Примерно с год в письмах его звучали еще кое-какие юмористические нотки. Иногда он описывал какую-нибудь шалость, приключение, по некоторым замечаниям можно было еще судить, что он весел и жизнерадостен, но чем дальше, тем грустней и короче становились его письма. Видно было, что ему очень все надоело. А однажды он и вовсе не выдержал: «Видно, — писал он, — из нас двоих безумнее я, потому что он безумец с умом безумца и не знает, что безумен, в то время как я, будучи в трезвом рассудке, привязал себя к безумцу, отлично понимая, что это безумие».
Потом писем не было вовсе. Прошли недели, месяцы, а от него не приходило ни строчки. Мишка забеспокоился. Где он. Что с ним случилось? Куда написать, он не знал — ведь граф вечно странствовал в поисках весны.
Он уже подумал было навести справки у семьи графа Плехница, когда вдруг получил от Дюри письмо, в котором он сообщал из Вены, что бросил к черту своего графа и на будущей неделе во вторник окончательно вернется в Пешт. «Поставь в свою комнату мою старую койку», — написал он постскриптум.
Мишка Тоот обрадовался, помчался в казарму разыскивать подпоручика Штрома, чтобы сообщить ему о великом событии: «Представь себе, нет, ты только представь себе, завтра приезжает Дюри!»
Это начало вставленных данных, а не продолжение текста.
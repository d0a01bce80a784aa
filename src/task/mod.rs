//! Task records and their storage.
//!
//! Tasks form a parent/child hierarchy of bounded depth and are persisted
//! through [`ports::TaskStore`], which also holds the dependency edges and
//! the transition log so related writes can share one atomic boundary. The
//! module follows hexagonal architecture:
//!
//! - Domain types in [`domain`]
//! - Port contracts in [`ports`]
//! - Adapter implementations in [`adapters`]
//! - Orchestration services in [`services`]

pub mod adapters;
pub mod domain;
pub mod ports;
pub mod services;

#[cfg(test)]
pub(crate) mod tests;
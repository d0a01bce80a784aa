//! DORA delivery metrics over an externally supplied deployment stream.

use super::aggregate::{Period, count_as_f64, mean_duration};
use chrono::{DateTime, TimeDelta, Utc};
use serde::{Deserialize, Serialize};

/// One production deployment.
#[derive(Debug, Clone, PartialEq, Eq, Serialize, Deserialize)]
pub struct DeploymentEvent {
    /// When the deployment reached production.
    pub deployed_at: DateTime<Utc>,
    /// Whether the deployment caused a failure in production.
    pub failed: bool,
    /// When service was restored after a failed deployment.
    pub restored_at: Option<DateTime<Utc>>,
    /// Oldest commit time of the changes shipped, when known.
    pub first_commit_at: Option<DateTime<Utc>>,
}

impl DeploymentEvent {
    /// Creates a successful deployment event.
    #[must_use]
    pub const fn succeeded(deployed_at: DateTime<Utc>) -> Self {
        Self {
            deployed_at,
            failed: false,
            restored_at: None,
            first_commit_at: None,
        }
    }

    /// Creates a failed deployment event.
    #[must_use]
    pub const fn failure(deployed_at: DateTime<Utc>, restored_at: Option<DateTime<Utc>>) -> Self {
        Self {
            deployed_at,
            failed: true,
            restored_at,
            first_commit_at: None,
        }
    }

    /// Sets the oldest commit time of the shipped changes.
    #[must_use]
    pub const fn with_first_commit(mut self, at: DateTime<Utc>) -> Self {
        self.first_commit_at = Some(at);
        self
    }
}

/// The four DORA key metrics for one period.
#[derive(Debug, Clone, Copy, PartialEq)]
pub struct DoraMetrics {
    /// Number of deployments in the period.
    pub deployments: usize,
    /// Deployments per week.
    pub deployment_frequency: f64,
    /// Share of deployments that failed, between 0 and 1.
    pub change_failure_rate: f64,
    /// Mean time from a failed deployment to restoration.
    pub mean_time_to_restore: Option<TimeDelta>,
    /// Mean time from first commit to deployment.
    pub lead_time_for_changes: Option<TimeDelta>,
}

/// Aggregates the deployments that fall inside `period`.
#[must_use]
#[expect(
    clippy::float_arithmetic,
    reason = "frequency and failure rate are floating point ratios"
)]
pub fn dora_metrics(events: &[DeploymentEvent], period: Period) -> DoraMetrics {
    let in_period: Vec<&DeploymentEvent> = events
        .iter()
        .filter(|event| period.contains(event.deployed_at))
        .collect();
    let deployments = in_period.len();
    let failures = in_period.iter().filter(|event| event.failed).count();

    let weeks = period.weeks();
    let deployment_frequency = if weeks > 0.0 {
        count_as_f64(deployments) / weeks
    } else {
        0.0
    };
    let change_failure_rate = if deployments == 0 {
        0.0
    } else {
        count_as_f64(failures) / count_as_f64(deployments)
    };

    let restore_times: Vec<TimeDelta> = in_period
        .iter()
        .filter(|event| event.failed)
        .filter_map(|event| event.restored_at.map(|restored| restored - event.deployed_at))
        .collect();
    let change_lead_times: Vec<TimeDelta> = in_period
        .iter()
        .filter_map(|event| event.first_commit_at.map(|commit| event.deployed_at - commit))
        .collect();

    DoraMetrics {
        deployments,
        deployment_frequency,
        change_failure_rate,
        mean_time_to_restore: mean_duration(&restore_times),
        lead_time_for_changes: mean_duration(&change_lead_times),
    }
}
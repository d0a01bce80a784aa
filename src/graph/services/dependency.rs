//! Service layer for dependency edges and critical-path analysis.

use crate::config::EngineConfig;
use crate::graph::domain::{
    CircularDependencyError, CriticalPath, DependencyGraph, DependencyType, TaskDependency,
    compute_critical_path,
};
use crate::task::{
    domain::{Minutes, TaskId, ValidationError},
    ports::{NotFoundError, TaskQuery, TaskStore, TaskStoreError},
};
use chrono::{DateTime, Utc};
use mockable::Clock;
use std::collections::{BTreeMap, BTreeSet};
use std::sync::{Arc, RwLock};
use thiserror::Error;
use tracing::{debug, warn};

/// Request payload for adding a dependency edge.
#[derive(Debug, Clone, Copy, PartialEq, Eq)]
pub struct AddDependencyRequest {
    task_id: TaskId,
    depends_on_id: TaskId,
    dependency_type: DependencyType,
    lag: Minutes,
}

impl AddDependencyRequest {
    /// Creates a finish-to-start request without lag.
    #[must_use]
    pub fn new(task_id: TaskId, depends_on_id: TaskId) -> Self {
        Self {
            task_id,
            depends_on_id,
            dependency_type: DependencyType::default(),
            lag: Minutes::ZERO,
        }
    }

    /// Sets the dependency type.
    #[must_use]
    pub const fn with_type(mut self, dependency_type: DependencyType) -> Self {
        self.dependency_type = dependency_type;
        self
    }

    /// Sets the lag; negative values are leads.
    #[must_use]
    pub const fn with_lag(mut self, lag: Minutes) -> Self {
        self.lag = lag;
        self
    }
}

/// Errors raised by [`DependencyService`].
#[derive(Debug, Error)]
pub enum GraphServiceError {
    /// The edge is malformed.
    #[error(transparent)]
    Validation(#[from] ValidationError),
    /// The edge would close a cycle; nothing was written.
    #[error(transparent)]
    CircularDependency(#[from] CircularDependencyError),
    /// A referenced task does not exist.
    #[error(transparent)]
    NotFound(#[from] NotFoundError),
    /// Store operation failed.
    #[error(transparent)]
    Store(TaskStoreError),
}

impl From<TaskStoreError> for GraphServiceError {
    fn from(err: TaskStoreError) -> Self {
        match err {
            TaskStoreError::CircularDependency(cycle) => Self::CircularDependency(cycle),
            TaskStoreError::NotFound(not_found) => Self::NotFound(not_found),
            other => Self::Store(other),
        }
    }
}

/// Result type for dependency service operations.
pub type GraphServiceResult<T> = Result<T, GraphServiceError>;

#[derive(Debug, Clone)]
struct CachedPath {
    scope: BTreeSet<TaskId>,
    computed_at: DateTime<Utc>,
    path: Arc<CriticalPath>,
}

/// Maintains dependency edges and serves critical-path queries.
///
/// Critical paths are cached per task scope and recomputed at most once per
/// configured refresh interval. Edge changes made through this service drop
/// the cache; changes made elsewhere become visible after the interval.
pub struct DependencyService<S, C>
where
    S: TaskStore,
    C: Clock + Send + Sync,
{
    store: Arc<S>,
    clock: Arc<C>,
    config: EngineConfig,
    cache: RwLock<Option<CachedPath>>,
}

impl<S, C> DependencyService<S, C>
where
    S: TaskStore,
    C: Clock + Send + Sync,
{
    /// Creates a new dependency service.
    #[must_use]
    pub const fn new(store: Arc<S>, clock: Arc<C>, config: EngineConfig) -> Self {
        Self {
            store,
            clock,
            config,
            cache: RwLock::new(None),
        }
    }

    /// Adds a dependency edge after checking it cannot close a cycle.
    ///
    /// # Errors
    ///
    /// Returns [`GraphServiceError::Validation`] for a self-dependency,
    /// [`GraphServiceError::CircularDependency`] carrying the cycle the edge
    /// would close and [`GraphServiceError::NotFound`] for a missing task.
    pub async fn add_dependency(
        &self,
        request: AddDependencyRequest,
    ) -> GraphServiceResult<TaskDependency> {
        let dependency = TaskDependency::new(
            request.task_id,
            request.depends_on_id,
            request.dependency_type,
            request.lag,
        )?;
        if let Err(err) = self.store.insert_dependency(&dependency).await {
            if let TaskStoreError::CircularDependency(cycle) = &err {
                warn!(
                    task_id = %request.task_id,
                    depends_on_id = %request.depends_on_id,
                    cycle = %cycle,
                    "dependency rejected"
                );
            }
            return Err(err.into());
        }
        self.invalidate();
        debug!(
            task_id = %request.task_id,
            depends_on_id = %request.depends_on_id,
            dependency_type = %request.dependency_type,
            "dependency added"
        );
        Ok(dependency)
    }

    /// Removes a dependency edge, returning whether it existed.
    ///
    /// # Errors
    ///
    /// Returns [`GraphServiceError::Store`] when the store fails.
    pub async fn remove_dependency(
        &self,
        task_id: TaskId,
        depends_on_id: TaskId,
    ) -> GraphServiceResult<bool> {
        let removed = self
            .store
            .remove_dependency(task_id, depends_on_id)
            .await?;
        if removed {
            self.invalidate();
            debug!(task_id = %task_id, depends_on_id = %depends_on_id, "dependency removed");
        }
        Ok(removed)
    }

    /// Returns the edges in which `task_id` is either endpoint.
    ///
    /// # Errors
    ///
    /// Returns [`GraphServiceError::Store`] when the store fails.
    pub async fn dependencies_of(&self, task_id: TaskId) -> GraphServiceResult<Vec<TaskDependency>> {
        Ok(self.store.list_edges(task_id).await?)
    }

    /// Computes the critical path over `task_ids` and the edges among them.
    ///
    /// Each task's duration is its time estimate, zero when absent. A result
    /// computed for the same scope within the refresh interval is reused.
    ///
    /// # Errors
    ///
    /// Returns [`GraphServiceError::NotFound`] for an unknown task and
    /// [`GraphServiceError::CircularDependency`] when stored edges are
    /// cyclic.
    pub async fn compute_critical_path(
        &self,
        task_ids: &[TaskId],
    ) -> GraphServiceResult<Arc<CriticalPath>> {
        let scope: BTreeSet<TaskId> = task_ids.iter().copied().collect();
        let now = self.clock.utc();
        if let Some(cached) = self.cached(&scope, now) {
            return Ok(cached);
        }

        let tasks = self
            .store
            .list_tasks(&TaskQuery::by_ids(scope.iter().copied()))
            .await?;
        if let Some(missing) = scope
            .iter()
            .find(|id| !tasks.iter().any(|task| task.id() == **id))
        {
            return Err(NotFoundError::task(*missing).into());
        }
        let durations: BTreeMap<TaskId, Minutes> = tasks
            .iter()
            .map(|task| (task.id(), task.time_estimate().unwrap_or_default()))
            .collect();
        let edges = self.store.all_edges().await?;

        let path = Arc::new(compute_critical_path(&durations, edges)?);
        debug!(
            tasks = scope.len(),
            critical = path.path.len(),
            duration = %path.project_duration,
            "critical path computed"
        );
        if let Ok(mut cache) = self.cache.write() {
            *cache = Some(CachedPath {
                scope,
                computed_at: now,
                path: Arc::clone(&path),
            });
        }
        Ok(path)
    }

    /// Computes the critical path over every stored task.
    ///
    /// # Errors
    ///
    /// Returns the errors of [`DependencyService::compute_critical_path`].
    pub async fn compute_project_critical_path(&self) -> GraphServiceResult<Arc<CriticalPath>> {
        let ids: Vec<TaskId> = self
            .store
            .list_tasks(&TaskQuery::all())
            .await?
            .iter()
            .map(crate::task::domain::Task::id)
            .collect();
        self.compute_critical_path(&ids).await
    }

    /// Lists every cycle in the stored edge set.
    ///
    /// Edges inserted through [`DependencyService::add_dependency`] are
    /// always acyclic; this diagnoses data imported by other means.
    ///
    /// # Errors
    ///
    /// Returns [`GraphServiceError::Store`] when the store fails.
    pub async fn detect_cycles(&self) -> GraphServiceResult<Vec<Vec<TaskId>>> {
        let graph = DependencyGraph::from_edges(self.store.all_edges().await?);
        let cycles = graph.detect_cycles();
        if !cycles.is_empty() {
            warn!(count = cycles.len(), "stored dependency edges contain cycles");
        }
        Ok(cycles)
    }

    fn cached(&self, scope: &BTreeSet<TaskId>, now: DateTime<Utc>) -> Option<Arc<CriticalPath>> {
        let cache = self.cache.read().ok()?;
        let entry = cache.as_ref()?;
        let fresh = now - entry.computed_at < self.config.critical_path_refresh();
        (fresh && entry.scope == *scope).then(|| Arc::clone(&entry.path))
    }

    fn invalidate(&self) {
        if let Ok(mut cache) = self.cache.write() {
            *cache = None;
        }
    }
}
С лихорадочным нетерпением ждали они вторника, а во вторник — парохода. И ругали его почем зря, что так медленно плетется. Наступил уже вечер, когда пароход, наконец, причалил и перед ними предстал Дюри Велкович. Вот радость-то была! Ласковые слова сыпались наперебой! Как ты возмужал! Слава богу, приехал! Ждали мы тебя, как манну небесную! Ого, парень, да ты же второй подбородок отрастил. Одет ты, однако ж, шикарно! Друзья взяли его под руки и торжественно повели в «Золотой орел». Надо же вспрыснуть встречу! А сундук из телячьей кожи и пальто пускай носильщик отнесет домой.
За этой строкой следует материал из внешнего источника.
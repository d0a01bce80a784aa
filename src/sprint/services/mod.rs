//! Sprint orchestration services.

mod planner;

pub use planner::{
    CreateSprintRequest, SprintPlanner, SprintReport, SprintServiceError, SprintServiceResult,
};
//! Dispatch port for post-transition actions.

use crate::workflow::domain::{ActionContext, PostAction};
use async_trait::async_trait;
use thiserror::Error;

/// Executes post-transition actions.
///
/// Dispatch runs after the transition has committed. Failures are reported
/// back to the caller as warnings and never undo the transition.
#[async_trait]
pub trait AutomationDispatcher: Send + Sync {
    /// Executes one action for a committed transition.
    ///
    /// # Errors
    ///
    /// Returns [`DispatchError`] when the action could not be carried out.
    async fn dispatch(
        &self,
        action: &PostAction,
        context: &ActionContext,
    ) -> Result<(), DispatchError>;
}

/// A post-transition action failed.
#[derive(Debug, Clone, Error, PartialEq, Eq)]
#[error("{kind} action failed: {reason}")]
pub struct DispatchError {
    /// Kind of the failed action.
    pub kind: &'static str,
    /// Failure description.
    pub reason: String,
}

impl DispatchError {
    /// Creates an error for `action`.
    #[must_use]
    pub fn new(action: &PostAction, reason: impl Into<String>) -> Self {
        Self {
            kind: action.kind(),
            reason: reason.into(),
        }
    }
}
//! Post-transition automation actions.

use super::StateId;
use crate::task::domain::{ActorId, TaskField, TaskId};
use chrono::{DateTime, Utc};
use serde::{Deserialize, Serialize};

/// Action dispatched after a transition commits.
#[derive(Debug, Clone, PartialEq, Eq, Serialize, Deserialize)]
#[serde(tag = "type", rename_all = "snake_case")]
pub enum PostAction {
    /// Assign the task to an actor.
    Assign {
        /// New assignee.
        assignee: ActorId,
    },
    /// Notify actors about the transition.
    Notify {
        /// Actors to notify.
        recipients: Vec<ActorId>,
        /// Message body.
        message: String,
    },
    /// Create a subtask under the transitioned task.
    CreateSubtask {
        /// Subtask title.
        title: String,
    },
    /// Set a task field.
    UpdateField {
        /// Field to set.
        field: TaskField,
        /// New rendered value.
        value: String,
    },
    /// Call an external webhook.
    Webhook {
        /// Target URL.
        url: String,
    },
}

impl PostAction {
    /// Returns the action kind for logging.
    #[must_use]
    pub const fn kind(&self) -> &'static str {
        match self {
            Self::Assign { .. } => "assign",
            Self::Notify { .. } => "notify",
            Self::CreateSubtask { .. } => "create_subtask",
            Self::UpdateField { .. } => "update_field",
            Self::Webhook { .. } => "webhook",
        }
    }
}

/// Facts about the committed transition passed to the dispatcher.
#[derive(Debug, Clone, PartialEq, Eq)]
pub struct ActionContext {
    /// Transitioned task.
    pub task_id: TaskId,
    /// Status before the transition.
    pub from_status: StateId,
    /// Status after the transition.
    pub to_status: StateId,
    /// Acting user.
    pub actor_id: ActorId,
    /// Commit timestamp.
    pub transitioned_at: DateTime<Utc>,
}
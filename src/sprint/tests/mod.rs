//! Unit tests for the sprint context.


use chrono::NaiveDate;

pub(super) fn date(day: u32) -> NaiveDate {
    NaiveDate::from_ymd_opt(2026, 1, day).expect("valid January date")
}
Какой-то небрежный тон появился у Дюри. Он был не только холодноват с друзьями, но никак не желал узнавать город. А это еще что за статуя? Так это же Криштоф Великий! Ты ведь знаешь. Очень надо мне помнить всякое дрянное литье. А это что за церковь? Гм, это же Бельварошская приходская церковь. Говорил он как-то презрительно, почти с нескрываемой надменностью. Друзья тайком переглядывались: а-эх, что стало с хорошим парнем! И на лице у него появилось какое-то неприятное, наглое выражение. Конечно, и в «Золотом орле» он всем остался недоволен. Требовал неслыханные блюда, пока сидевший за соседним столиком Дюри Йожа не крикнул кельнеру, высмеивая требования развязного молодого человека:
— Карой, принесите мне акулу, но целиком, и чтобы в сухарях, да под салатным соусом.
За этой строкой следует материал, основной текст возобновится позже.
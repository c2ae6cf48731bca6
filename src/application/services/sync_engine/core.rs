use super::in_flight::InFlightCollections;
use super::planner::plan_chunks;
use crate::application::ports::{
    BatchFetcher, ChangeListSource, LocalStore, UserPreferences, VersionStore,
};
use crate::domain::constants::SYNC_BATCH_SIZE;
use crate::domain::entities::{NewsResourceBatch, NewsResourceIdFilter, SyncResult, SyncStats};
use crate::domain::value_objects::{ChangeListVersion, SyncCollection};
use crate::infrastructure::sync::metrics;
use crate::shared::error::AppError;
use std::collections::HashSet;
use std::num::NonZeroUsize;
use std::sync::Arc;
use tokio_util::sync::CancellationToken;
use tracing::Instrument;

const DEFAULT_BATCH_SIZE: NonZeroUsize = match NonZeroUsize::new(SYNC_BATCH_SIZE) {
    Some(size) => size,
    None => panic!("SYNC_BATCH_SIZE must be non-zero"),
};

/// Reconciles the local dataset with the remote change lists, one collection
/// pass at a time.
pub struct SyncEngine {
    versions: Arc<dyn VersionStore>,
    change_lists: Arc<dyn ChangeListSource>,
    fetcher: Arc<dyn BatchFetcher>,
    local: Arc<dyn LocalStore>,
    preferences: Arc<dyn UserPreferences>,
    batch_size: NonZeroUsize,
    in_flight: Arc<InFlightCollections>,
}

/// Mutable bookkeeping for one pass, kept outside the fallible body so that a
/// failed pass can still report what it got through.
#[derive(Debug, Default)]
struct PassProgress {
    first_sync: bool,
    stats: SyncStats,
}

/// Interest snapshot taken before any news resource is written.
struct NotifyBaseline {
    followed_topic_ids: HashSet<String>,
    already_known: HashSet<String>,
}

impl SyncEngine {
    pub fn new(
        versions: Arc<dyn VersionStore>,
        change_lists: Arc<dyn ChangeListSource>,
        fetcher: Arc<dyn BatchFetcher>,
        local: Arc<dyn LocalStore>,
        preferences: Arc<dyn UserPreferences>,
    ) -> Self {
        Self {
            versions,
            change_lists,
            fetcher,
            local,
            preferences,
            batch_size: DEFAULT_BATCH_SIZE,
            in_flight: Arc::new(InFlightCollections::default()),
        }
    }

    pub fn with_batch_size(mut self, batch_size: NonZeroUsize) -> Self {
        self.batch_size = batch_size;
        self
    }

    pub fn batch_size(&self) -> NonZeroUsize {
        self.batch_size
    }

    pub fn local_store(&self) -> Arc<dyn LocalStore> {
        Arc::clone(&self.local)
    }

    pub fn is_syncing(&self, collection: SyncCollection) -> bool {
        self.in_flight.is_active(collection)
    }

    pub async fn run(&self, collection: SyncCollection) -> SyncResult {
        self.run_with_cancellation(collection, &CancellationToken::new())
            .await
    }

    /// Runs one pass for `collection`. A second call for a collection that is
    /// already syncing is rejected without touching any state.
    pub async fn run_with_cancellation(
        &self,
        collection: SyncCollection,
        cancel: &CancellationToken,
    ) -> SyncResult {
        let Some(_guard) = self.in_flight.try_acquire(collection) else {
            tracing::debug!(
                target: "sync::engine",
                %collection,
                "sync pass rejected, another pass is running"
            );
            metrics::record_rejected(collection);
            return SyncResult::rejected(collection);
        };

        let run_id = uuid::Uuid::new_v4();
        let span = tracing::info_span!("sync_pass", %collection, %run_id);
        let mut progress = PassProgress::default();

        let outcome = self
            .execute(collection, cancel, &mut progress)
            .instrument(span)
            .await;

        match outcome {
            Ok((version, notify_ids)) => {
                metrics::record_success(collection, progress.stats);
                tracing::info!(
                    target: "sync::engine",
                    %collection,
                    %run_id,
                    version = version.value(),
                    first_sync = progress.first_sync,
                    fetched = progress.stats.fetched_count,
                    deleted = progress.stats.deleted_count,
                    notify = notify_ids.len(),
                    "sync pass committed"
                );
                SyncResult::succeeded(
                    collection,
                    progress.first_sync,
                    version,
                    notify_ids,
                    progress.stats,
                )
            }
            Err(err) => {
                let kind = err.kind();
                metrics::record_failure(collection, kind, progress.stats);
                tracing::warn!(
                    target: "sync::engine",
                    %collection,
                    %run_id,
                    error = %err,
                    kind = kind.as_str(),
                    committed_chunks = progress.stats.committed_chunks,
                    "sync pass aborted, watermark unchanged"
                );
                SyncResult::from_error(collection, progress.first_sync, &err, progress.stats)
            }
        }
    }

    async fn execute(
        &self,
        collection: SyncCollection,
        cancel: &CancellationToken,
        progress: &mut PassProgress,
    ) -> Result<(ChangeListVersion, Vec<String>), AppError> {
        if cancel.is_cancelled() {
            return Err(AppError::Cancelled);
        }

        let current = self.versions.read(collection).await?;
        progress.first_sync = current.is_never_synced();

        let change_list = self.change_lists.change_list(collection, current).await?;
        let partition = change_list.partition();
        progress.stats.deleted_count = partition.deleted_ids.len() as u32;
        progress.stats.changed_count = partition.changed_ids.len() as u32;

        tracing::debug!(
            target: "sync::engine",
            since = current.value(),
            latest = change_list.latest_version.value(),
            deleted = partition.deleted_ids.len(),
            changed = partition.changed_ids.len(),
            first_sync = progress.first_sync,
            "change list fetched"
        );

        if !partition.deleted_ids.is_empty() {
            match collection {
                SyncCollection::Topics => self.local.delete_topics(&partition.deleted_ids).await?,
                SyncCollection::NewsResources => {
                    self.local
                        .delete_news_resources(&partition.deleted_ids)
                        .await?
                }
            }
        }

        let chunks = plan_chunks(&partition.changed_ids, self.batch_size);
        progress.stats.chunk_count = chunks.len() as u32;

        let baseline = match collection {
            SyncCollection::Topics => {
                self.apply_topic_chunks(&chunks, cancel, progress).await?;
                None
            }
            SyncCollection::NewsResources => {
                let baseline = self
                    .prepare_news_pass(&partition.changed_ids, progress.first_sync)
                    .await?;
                self.apply_news_chunks(&chunks, cancel, progress).await?;
                baseline
            }
        };

        let new_version = current.max(change_list.high_water_mark());
        self.versions.write(collection, new_version).await?;

        let notify_ids = match baseline {
            Some(baseline) => {
                self.resolve_notify_ids(&partition.changed_ids, baseline)
                    .await
            }
            None => Vec::new(),
        };

        Ok((new_version, notify_ids))
    }

    /// On a first pass every incoming id is marked viewed up front so nothing
    /// from the initial download is later treated as new. Otherwise captures
    /// which changed ids were already stored under followed topics.
    async fn prepare_news_pass(
        &self,
        changed_ids: &[String],
        first_sync: bool,
    ) -> Result<Option<NotifyBaseline>, AppError> {
        if first_sync {
            if !changed_ids.is_empty() {
                self.preferences
                    .set_news_resources_viewed(changed_ids, true)
                    .await?;
            }
            return Ok(None);
        }

        let followed_topic_ids = self.preferences.followed_topic_ids().await?;
        if followed_topic_ids.is_empty() || changed_ids.is_empty() {
            return Ok(Some(NotifyBaseline {
                followed_topic_ids,
                already_known: HashSet::new(),
            }));
        }

        let already_known = self
            .local
            .query_news_resource_ids(&NewsResourceIdFilter::new(
                Some(followed_topic_ids.clone()),
                Some(changed_ids.iter().cloned().collect()),
            ))
            .await?;

        Ok(Some(NotifyBaseline {
            followed_topic_ids,
            already_known,
        }))
    }

    async fn apply_topic_chunks(
        &self,
        chunks: &[Vec<String>],
        cancel: &CancellationToken,
        progress: &mut PassProgress,
    ) -> Result<(), AppError> {
        for (index, chunk) in chunks.iter().enumerate() {
            if cancel.is_cancelled() {
                return Err(AppError::Cancelled);
            }

            let topics = self.fetcher.fetch_topics(chunk).await?;
            ensure_requested(chunk, topics.iter().map(|topic| topic.id.as_str()))?;
            self.local.upsert_topics(&topics).await?;

            progress.stats.fetched_count += topics.len() as u32;
            progress.stats.committed_chunks += 1;
            tracing::debug!(
                target: "sync::engine",
                chunk = index,
                requested = chunk.len(),
                received = topics.len(),
                "topic chunk committed"
            );
        }
        Ok(())
    }

    async fn apply_news_chunks(
        &self,
        chunks: &[Vec<String>],
        cancel: &CancellationToken,
        progress: &mut PassProgress,
    ) -> Result<(), AppError> {
        for (index, chunk) in chunks.iter().enumerate() {
            if cancel.is_cancelled() {
                return Err(AppError::Cancelled);
            }

            let resources = self.fetcher.fetch_news_resources(chunk).await?;
            ensure_requested(chunk, resources.iter().map(|resource| resource.id.as_str()))?;

            let received = resources.len();
            let batch = NewsResourceBatch::from_resources(resources);
            if !batch.is_empty() {
                self.local.apply_news_batch(&batch).await?;
            }

            progress.stats.fetched_count += received as u32;
            progress.stats.committed_chunks += 1;
            tracing::debug!(
                target: "sync::engine",
                chunk = index,
                requested = chunk.len(),
                received,
                topic_refs = batch.topic_refs.len(),
                "news resource chunk committed"
            );
        }
        Ok(())
    }

    /// Runs after the watermark commit, so a failure here only drops
    /// notifications and never fails the pass.
    async fn resolve_notify_ids(
        &self,
        changed_ids: &[String],
        baseline: NotifyBaseline,
    ) -> Vec<String> {
        if baseline.followed_topic_ids.is_empty() {
            return Vec::new();
        }

        let candidates: HashSet<String> = changed_ids
            .iter()
            .filter(|id| !baseline.already_known.contains(*id))
            .cloned()
            .collect();
        if candidates.is_empty() {
            return Vec::new();
        }

        let filter = NewsResourceIdFilter::new(Some(baseline.followed_topic_ids), Some(candidates));
        match self.local.query_news_resource_ids(&filter).await {
            Ok(added) => changed_ids
                .iter()
                .filter(|id| added.contains(*id))
                .cloned()
                .collect(),
            Err(err) => {
                tracing::warn!(
                    target: "sync::engine",
                    error = %err,
                    "failed to resolve newly added news resources"
                );
                Vec::new()
            }
        }
    }
}

/// Rejects payloads carrying ids that were not requested or that repeat.
fn ensure_requested<'a>(
    requested: &[String],
    received: impl Iterator<Item = &'a str>,
) -> Result<(), AppError> {
    let requested_set: HashSet<&str> = requested.iter().map(String::as_str).collect();
    let mut seen = HashSet::new();
    for id in received {
        if !requested_set.contains(id) {
            return Err(AppError::RemoteProtocol(format!(
                "Batch response contains unrequested id {id}"
            )));
        }
        if !seen.insert(id) {
            return Err(AppError::RemoteProtocol(format!(
                "Batch response contains duplicate id {id}"
            )));
        }
    }
    Ok(())
}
Михаю Тооту и его другу было стыдно за Дюри, но в душе они все-таки простили ему. Ничего не поделаешь, таков человек, повидавший свет! Они и сами из какого-то фанфаронства повели его в этот аристократический ресторан, чтобы роскошно отметить встречу, а он, вместо того чтоб прийти в восторг, словно избалованный испанский гранд, охаивал все, начиная от салфетки и кончая соусом.